## Data for review
####################

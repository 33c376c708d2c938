//! CreateAvailableSlotHandler - A provider publishes one open slot.

use std::sync::Arc;

use crate::domain::foundation::{AuthorizationResult, CommandMetadata, ProviderId, Timestamp};
use crate::domain::policy::can_create_session;
use crate::domain::session::{NewSlot, Session, SessionError, SessionType};
use crate::ports::{EventPublisher, SessionRepository};

use super::common::{persist, publish};

#[derive(Debug, Clone)]
pub struct CreateAvailableSlotCommand {
    pub provider_id: ProviderId,
    pub session_type: SessionType,
    pub subject: Option<String>,
    pub grade_level: Option<String>,
    pub start: Timestamp,
    pub end: Timestamp,
    pub price_cents: i64,
}

pub struct CreateAvailableSlotHandler {
    repository: Arc<dyn SessionRepository>,
    event_publisher: Arc<dyn EventPublisher>,
}

impl CreateAvailableSlotHandler {
    pub fn new(
        repository: Arc<dyn SessionRepository>,
        event_publisher: Arc<dyn EventPublisher>,
    ) -> Self {
        Self {
            repository,
            event_publisher,
        }
    }

    pub async fn handle(
        &self,
        cmd: CreateAvailableSlotCommand,
        metadata: CommandMetadata,
    ) -> Result<Session, SessionError> {
        let actor = &metadata.actor;
        AuthorizationResult::decide(
            can_create_session(&cmd.provider_id, actor),
            actor,
            "create",
            "Session",
            cmd.provider_id.as_str(),
        )
        .into_result()?;

        let (mut session, event) = Session::new_available(
            NewSlot {
                provider_id: cmd.provider_id,
                service_type_id: None,
                availability_id: None,
                session_type: cmd.session_type,
                subject: cmd.subject,
                grade_level: cmd.grade_level,
                start: cmd.start,
                end: cmd.end,
                price_cents: cmd.price_cents,
            },
            Timestamp::now(),
        )?;

        persist(self.repository.as_ref(), &mut session).await?;
        publish(self.event_publisher.as_ref(), &event, &metadata).await;

        tracing::info!(
            session_id = %session.id(),
            provider_id = %session.provider_id(),
            starts_at = %session.scheduled_start(),
            "Slot published"
        );
        Ok(session)
    }
}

####################

## Exercise details
Please tally the lines of the listing that include the string "Option". Give the total alone.

## Exercise output
2